My general plan was to merge all the data frames starting with 'Athos' into one column, and doing this once again for data frames starting with 'Porthos' and 'Aramis', and then combine those three columns, row-wise into a final dataframe.
I know I'm quite far off but I can't quite get my head around where to start.
Edit: #PierreGramme generated a useful model data set which I will add below seeing as I imagine it would have been useful to provide it originally.
Musketeers = c("Athos", "Porthos", "Aramis")
MyList = c("AthosVersusAthos.csv", "AthosVersusPorthos.csv", "AthosVersusAramis.csv",
"PorthosVersusAthos.csv", "PorthosVersusPorthos.csv", "PorthosVersusAramis.csv",
"AramisVersusAthos.csv", "AramisVersusPorthos.csv", "AramisVersusAramis.csv",
"BobVersusMary.csv", "LostCities.txt")
MyList = lapply(setNames(nm=MyList), function(x) matrix(rnorm(9), nrow=3, dimnames=list(c("a","b","c"), c("x","y","z"))) )

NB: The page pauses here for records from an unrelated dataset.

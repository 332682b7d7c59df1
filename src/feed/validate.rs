//! Structural validation of parsed feed documents.
//!
//! A document can be perfectly well-formed XML and still not be a
//! usable feed. That case is reported as a [`StructureError`], kept
//! distinct from a parse error so diagnostics can tell "broken XML"
//! apart from "valid XML, wrong shape".

use crate::feed::xml::Node;
use thiserror::Error;

/// The parsed document lacks the minimum `<rss><channel>` structure.
#[derive(Debug, Error)]
pub enum StructureError {
    /// Root element is not `<rss>`.
    #[error("Root element is <{0}>, expected <rss>")]
    NotRss(String),

    /// `<rss>` root contains no `<channel>` element.
    #[error("Feed has no <channel> element")]
    NoChannel,
}

/// Confirms the tree is an RSS feed and extracts its first channel.
///
/// The channel node is taken by value — the rest of the tree is
/// discarded here, which is fine: everything the normalizer reads
/// lives under the channel.
pub fn channel(tree: Node) -> Result<Node, StructureError> {
    if tree.name != "rss" {
        return Err(StructureError::NotRss(tree.name));
    }
    let mut children = tree.children;
    match children.iter().position(|c| c.name == "channel") {
        Some(idx) => Ok(children.swap_remove(idx)),
        None => Err(StructureError::NoChannel),
    }
}

#[cfg(test)]
mod tests {
    use super::*;
    use crate::feed::xml;

    #[test]
    fn test_minimal_rss_accepted() {
        let tree = xml::parse(b"<rss version=\"2.0\"><channel/></rss>").unwrap();
        let channel = channel(tree).unwrap();
        assert_eq!(channel.name, "channel");
    }

    #[test]
    fn test_first_channel_returned() {
        let tree =
            xml::parse(b"<rss><channel><title>One</title></channel><channel><title>Two</title></channel></rss>")
                .unwrap();
        let ch = channel(tree).unwrap();
        assert_eq!(ch.child_text("title").as_deref(), Some("One"));
    }

    #[test]
    fn test_non_rss_root_rejected() {
        let tree = xml::parse(b"<html><body/></html>").unwrap();
        assert!(matches!(channel(tree), Err(StructureError::NotRss(name)) if name == "html"));
    }

    #[test]
    fn test_rss_without_channel_rejected() {
        let tree = xml::parse(b"<rss version=\"2.0\"><other/></rss>").unwrap();
        assert!(matches!(channel(tree), Err(StructureError::NoChannel)));
    }
}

First make a reproducible example. Is it faithful? If so, I will add code to answer
Musketeers = c("Athos", "Pothos", "Aramis")
MyList = c("AthosVersusAthos.csv", "AthosVersusPothos.csv", "AthosVersusAramis.csv",
"PothosVersusAthos.csv", "PothosVersusPothos.csv", "PothosVersusAramis.csv",
"AramisVersusAthos.csv", "AramisVersusPothos.csv", "AramisVersusAramis.csv",
"BobVersusMary.csv", "LostCities.txt")
MyList = lapply(setNames(nm=MyList), function(x) matrix(rnorm(9), nrow=3, dimnames=list(c("a","b","c"), c("x","y","z"))) )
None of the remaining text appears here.